Saved data entries
----

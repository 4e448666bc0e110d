//! A [`Transport`] that hands requests straight to an [`Application`].
//!
//! Lets a [`CsrfClient`](parapet_http_client::CsrfClient) talk to a server
//! without a socket. The application can be swapped mid-test, which is how
//! tests simulate a server restart with a rotated secret.

use async_trait::async_trait;
use parapet_core::{Application, HttpRequest, HttpResponse};
use parapet_http_client::{ClientRequest, HttpClientError, Response, Result, Transport};
use parking_lot::{Mutex, RwLock};
use std::sync::Arc;
use std::sync::atomic::{AtomicUsize, Ordering};
use tracing::trace;

/// One request/response pair seen by an [`InProcessTransport`].
#[derive(Debug, Clone, PartialEq, Eq)]
pub struct Exchange {
    pub method: String,
    pub path: String,
    pub status: u16,
}

pub struct InProcessTransport {
    app: RwLock<Arc<Application>>,
    sent: AtomicUsize,
    log: Mutex<Vec<Exchange>>,
}

impl InProcessTransport {
    pub fn new(app: Application) -> Self {
        Self {
            app: RwLock::new(Arc::new(app)),
            sent: AtomicUsize::new(0),
            log: Mutex::new(Vec::new()),
        }
    }

    /// Swap the application behind this transport. Requests already in
    /// flight finish against the old one.
    pub fn replace_app(&self, app: Application) {
        *self.app.write() = Arc::new(app);
    }

    /// Number of requests sent so far.
    pub fn requests(&self) -> usize {
        self.sent.load(Ordering::SeqCst)
    }

    pub fn exchanges(&self) -> Vec<Exchange> {
        self.log.lock().clone()
    }

    /// Exchanges whose method and path match.
    pub fn count(&self, method: &str, path: &str) -> usize {
        self.log
            .lock()
            .iter()
            .filter(|e| e.method == method && e.path == path)
            .count()
    }
}

/// Reduce an absolute URL to its path and query.
fn request_target(path: &str) -> Result<String> {
    if path.starts_with('/') {
        return Ok(path.to_string());
    }
    let url = url::Url::parse(path)?;
    Ok(match url.query() {
        Some(query) => format!("{}?{}", url.path(), query),
        None => url.path().to_string(),
    })
}

fn to_server_request(request: ClientRequest) -> Result<HttpRequest> {
    let target = request_target(&request.path)?;
    let mut converted = HttpRequest::new(request.method.as_str(), target).with_body(request.body);

    for (name, value) in request.headers.iter() {
        let value = value
            .to_str()
            .map_err(|e| HttpClientError::RequestBuild(e.to_string()))?;
        converted = converted.with_header(name.as_str(), value);
    }
    Ok(converted)
}

fn to_client_response(response: HttpResponse) -> Result<Response> {
    let headers = response
        .headers
        .into_iter()
        .chain(
            response
                .cookies
                .into_iter()
                .map(|cookie| ("set-cookie".to_string(), cookie)),
        );
    Response::from_parts(response.status, headers, response.body)
}

#[async_trait]
impl Transport for InProcessTransport {
    async fn send(&self, request: ClientRequest) -> Result<Response> {
        self.sent.fetch_add(1, Ordering::SeqCst);
        let app = self.app.read().clone();

        let method = request.method.to_string();
        let request = to_server_request(request)?;
        let path = request.path.clone();

        let response = app.handle(request).await;
        trace!(method = %method, path = %path, status = response.status, "In-process exchange");

        self.log.lock().push(Exchange {
            method,
            path,
            status: response.status,
        });
        to_client_response(response)
    }
}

----

Exercise objective » In the data above, find the line that contains "the old one.", then reproduce exactly every line from the first line through that line.

Response box »
repository 4e448666bc0e110d
//! A [`Transport`] that hands requests straight to an [`Application`].
//!
//! Lets a [`CsrfClient`](parapet_http_client::CsrfClient) talk to a server
//! without a socket. The application can be swapped mid-test, which is how
//! tests simulate a server restart with a rotated secret.

use async_trait::async_trait;
use parapet_core::{Application, HttpRequest, HttpResponse};
use parapet_http_client::{ClientRequest, HttpClientError, Response, Result, Transport};
use parking_lot::{Mutex, RwLock};
use std::sync::Arc;
use std::sync::atomic::{AtomicUsize, Ordering};
use tracing::trace;

/// One request/response pair seen by an [`InProcessTransport`].
#[derive(Debug, Clone, PartialEq, Eq)]
pub struct Exchange {
    pub method: String,
    pub path: String,
    pub status: u16,
}

pub struct InProcessTransport {
    app: RwLock<Arc<Application>>,
    sent: AtomicUsize,
    log: Mutex<Vec<Exchange>>,
}

impl InProcessTransport {
    pub fn new(app: Application) -> Self {
        Self {
            app: RwLock::new(Arc::new(app)),
            sent: AtomicUsize::new(0),
            log: Mutex::new(Vec::new()),
        }
    }

    /// Swap the application behind this transport. Requests already in
    /// flight finish against the old one.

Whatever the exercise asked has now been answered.